**Dataset excerpts**.

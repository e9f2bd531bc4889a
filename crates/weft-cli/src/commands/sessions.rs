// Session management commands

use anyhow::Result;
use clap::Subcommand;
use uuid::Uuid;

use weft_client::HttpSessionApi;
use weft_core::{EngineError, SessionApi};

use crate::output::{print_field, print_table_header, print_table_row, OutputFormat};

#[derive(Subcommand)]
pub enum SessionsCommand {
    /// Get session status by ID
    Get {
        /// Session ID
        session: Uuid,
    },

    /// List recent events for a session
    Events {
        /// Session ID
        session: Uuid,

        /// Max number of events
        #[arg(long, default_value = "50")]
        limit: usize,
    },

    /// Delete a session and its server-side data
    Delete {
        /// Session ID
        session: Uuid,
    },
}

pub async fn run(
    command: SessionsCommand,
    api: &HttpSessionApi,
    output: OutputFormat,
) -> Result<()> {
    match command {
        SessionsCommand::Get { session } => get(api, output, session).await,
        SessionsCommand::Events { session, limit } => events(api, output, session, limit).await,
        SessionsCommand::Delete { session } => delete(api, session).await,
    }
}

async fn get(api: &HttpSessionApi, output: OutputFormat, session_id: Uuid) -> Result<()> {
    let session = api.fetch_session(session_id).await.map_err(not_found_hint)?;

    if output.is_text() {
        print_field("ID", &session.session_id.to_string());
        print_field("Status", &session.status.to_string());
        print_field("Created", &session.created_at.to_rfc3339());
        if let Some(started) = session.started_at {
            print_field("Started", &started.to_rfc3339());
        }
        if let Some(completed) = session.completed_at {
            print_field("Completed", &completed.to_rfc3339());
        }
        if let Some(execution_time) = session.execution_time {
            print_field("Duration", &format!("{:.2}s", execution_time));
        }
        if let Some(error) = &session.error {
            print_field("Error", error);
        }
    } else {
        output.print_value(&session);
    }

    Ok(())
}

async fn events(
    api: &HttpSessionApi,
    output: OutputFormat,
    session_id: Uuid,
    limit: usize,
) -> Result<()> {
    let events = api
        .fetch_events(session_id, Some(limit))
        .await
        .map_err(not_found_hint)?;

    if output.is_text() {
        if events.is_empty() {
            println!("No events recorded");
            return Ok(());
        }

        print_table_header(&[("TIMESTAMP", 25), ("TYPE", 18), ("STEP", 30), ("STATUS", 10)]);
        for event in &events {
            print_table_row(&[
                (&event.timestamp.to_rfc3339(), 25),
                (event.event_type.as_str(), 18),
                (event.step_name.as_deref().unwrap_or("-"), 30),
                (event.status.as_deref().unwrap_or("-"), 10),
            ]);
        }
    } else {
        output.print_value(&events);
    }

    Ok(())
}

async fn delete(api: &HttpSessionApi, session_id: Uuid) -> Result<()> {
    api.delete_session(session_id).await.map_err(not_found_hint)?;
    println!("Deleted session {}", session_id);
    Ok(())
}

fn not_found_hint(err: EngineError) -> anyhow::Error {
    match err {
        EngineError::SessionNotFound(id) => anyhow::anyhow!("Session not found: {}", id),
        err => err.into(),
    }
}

**Task requirements**. Produce a precise copy of all the material above.

**Expected answer**.
repository e9f2bd531bc4889a
filename crates/weft-cli/src/commands/sessions.rs
// Session management commands

use anyhow::Result;
use clap::Subcommand;
use uuid::Uuid;

use weft_client::HttpSessionApi;
use weft_core::{EngineError, SessionApi};

use crate::output::{print_field, print_table_header, print_table_row, OutputFormat};

#[derive(Subcommand)]
pub enum SessionsCommand {
    /// Get session status by ID
    Get {
        /// Session ID
        session: Uuid,
    },

    /// List recent events for a session
    Events {
        /// Session ID
        session: Uuid,

        /// Max number of events
        #[arg(long, default_value = "50")]
        limit: usize,
    },

    /// Delete a session and its server-side data
    Delete {
        /// Session ID
        session: Uuid,
    },
}

pub async fn run(
    command: SessionsCommand,
    api: &HttpSessionApi,
    output: OutputFormat,
) -> Result<()> {
    match command {
        SessionsCommand::Get { session } => get(api, output, session).await,
        SessionsCommand::Events { session, limit } => events(api, output, session, limit).await,
        SessionsCommand::Delete { session } => delete(api, session).await,
    }
}

async fn get(api: &HttpSessionApi, output: OutputFormat, session_id: Uuid) -> Result<()> {
    let session = api.fetch_session(session_id).await.map_err(not_found_hint)?;

    if output.is_text() {
        print_field("ID", &session.session_id.to_string());
        print_field("Status", &session.status.to_string());
        print_field("Created", &session.created_at.to_rfc3339());
        if let Some(started) = session.started_at {
            print_field("Started", &started.to_rfc3339());
        }
        if let Some(completed) = session.completed_at {
            print_field("Completed", &completed.to_rfc3339());
        }
        if let Some(execution_time) = session.execution_time {
            print_field("Duration", &format!("{:.2}s", execution_time));
        }
        if let Some(error) = &session.error {
            print_field("Error", error);
        }
    } else {
        output.print_value(&session);
    }

    Ok(())
}

async fn events(
    api: &HttpSessionApi,
    output: OutputFormat,
    session_id: Uuid,
    limit: usize,
) -> Result<()> {
    let events = api
        .fetch_events(session_id, Some(limit))
        .await
        .map_err(not_found_hint)?;

    if output.is_text() {
        if events.is_empty() {
            println!("No events recorded");
            return Ok(());
        }

        print_table_header(&[("TIMESTAMP", 25), ("TYPE", 18), ("STEP", 30), ("STATUS", 10)]);
        for event in &events {
            print_table_row(&[
                (&event.timestamp.to_rfc3339(), 25),
                (event.event_type.as_str(), 18),
                (event.step_name.as_deref().unwrap_or("-"), 30),
                (event.status.as_deref().unwrap_or("-"), 10),
            ]);
        }
    } else {
        output.print_value(&events);
    }

    Ok(())
}

async fn delete(api: &HttpSessionApi, session_id: Uuid) -> Result<()> {
    api.delete_session(session_id).await.map_err(not_found_hint)?;
    println!("Deleted session {}", session_id);
    Ok(())
}

fn not_found_hint(err: EngineError) -> anyhow::Error {
    match err {
        EngineError::SessionNotFound(id) => anyhow::anyhow!("Session not found: {}", id),
        err => err.into(),
    }
}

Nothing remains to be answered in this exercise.